Rat liver carbamoyl-phosphate synthetase I is shown to have synthetase and ATPase activity in the absence of acetylglutamate. K_m values for ATP, Mg²⁺ and K⁺ are greatly increased, the K_m for HCO⁻₃ is not changed much, and the K_m for NH⁺₄ is markedly reduced. V_max for the synthetase reaction is < 20% of that of the acetylglutamate-activated enzyme whereas V_max for the ATPase activity is > 40% of that with acetylglutamate. Pulse-chase experiments with H¹⁴CO⁻₃ show formation of less “active CO₂” (the central intermediate) than with acetylglutamate; ATPase activity is reduced in proportion, but the synthetase activity is much smaller.
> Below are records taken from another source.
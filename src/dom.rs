use wasm_bindgen::{JsCast, JsValue};
use web_sys as web;

#[inline]
pub fn window_document() -> Option<web::Document> {
    web::window().and_then(|w| w.document())
}

#[inline]
pub fn js_err(e: JsValue) -> anyhow::Error {
    anyhow::anyhow!("{:?}", e)
}

pub fn create_canvas(document: &web::Document) -> anyhow::Result<web::HtmlCanvasElement> {
    document
        .create_element("canvas")
        .map_err(js_err)?
        .dyn_into::<web::HtmlCanvasElement>()
        .map_err(|e| anyhow::anyhow!("not a canvas: {:?}", e))
}

/// Size the canvas in CSS pixels and match its backing store to the device
/// pixel ratio. Returns the ratio used.
pub fn size_canvas(canvas: &web::HtmlCanvasElement, width_css: f64, height_css: f64) -> f64 {
    let dpr = web::window().map(|w| w.device_pixel_ratio()).unwrap_or(1.0);
    _ = canvas.set_attribute(
        "style",
        &format!("width:{}px;height:{}px;display:block", width_css, height_css),
    );
    canvas.set_width(((width_css * dpr) as u32).max(1));
    canvas.set_height(((height_css * dpr) as u32).max(1));
    dpr
}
Binding of one ATP molecule with high affinity (K_d=20–30μM) is shown in the absence of acetylglutamate. This appears to be the molecule of ATP_B (ATP_B provides the phosphoryl group of carbamoyl phosphate). In contrast, the affinity for ATP_A (ATP_A yields P_i) is much reduced. Initial velocity measurements without acetylglutamate show a time lag before reaching a constant velocity. At 50 μM acetylglutamate the lag is much longer, but at 10 μM acetylglutamate it is shorter. Activation by acetylglutamate requires ATP at concentrations sufficient to occupy the ATP_A and the ATP_B binding sites. Preincubation with 10 mM acetylglutamate alone shortens the activation time. From these findings we propose an allosteric model for activation of carbamoyl-phosphate synthetase in which there are two active states, R and R · AcGlu. Binding of ATP_A is associated with the conversion of T to R. R · AcGlu differs from R in that transfer to carbamate of the γ-phosphoryl group of ATP_B appears to be facilitated.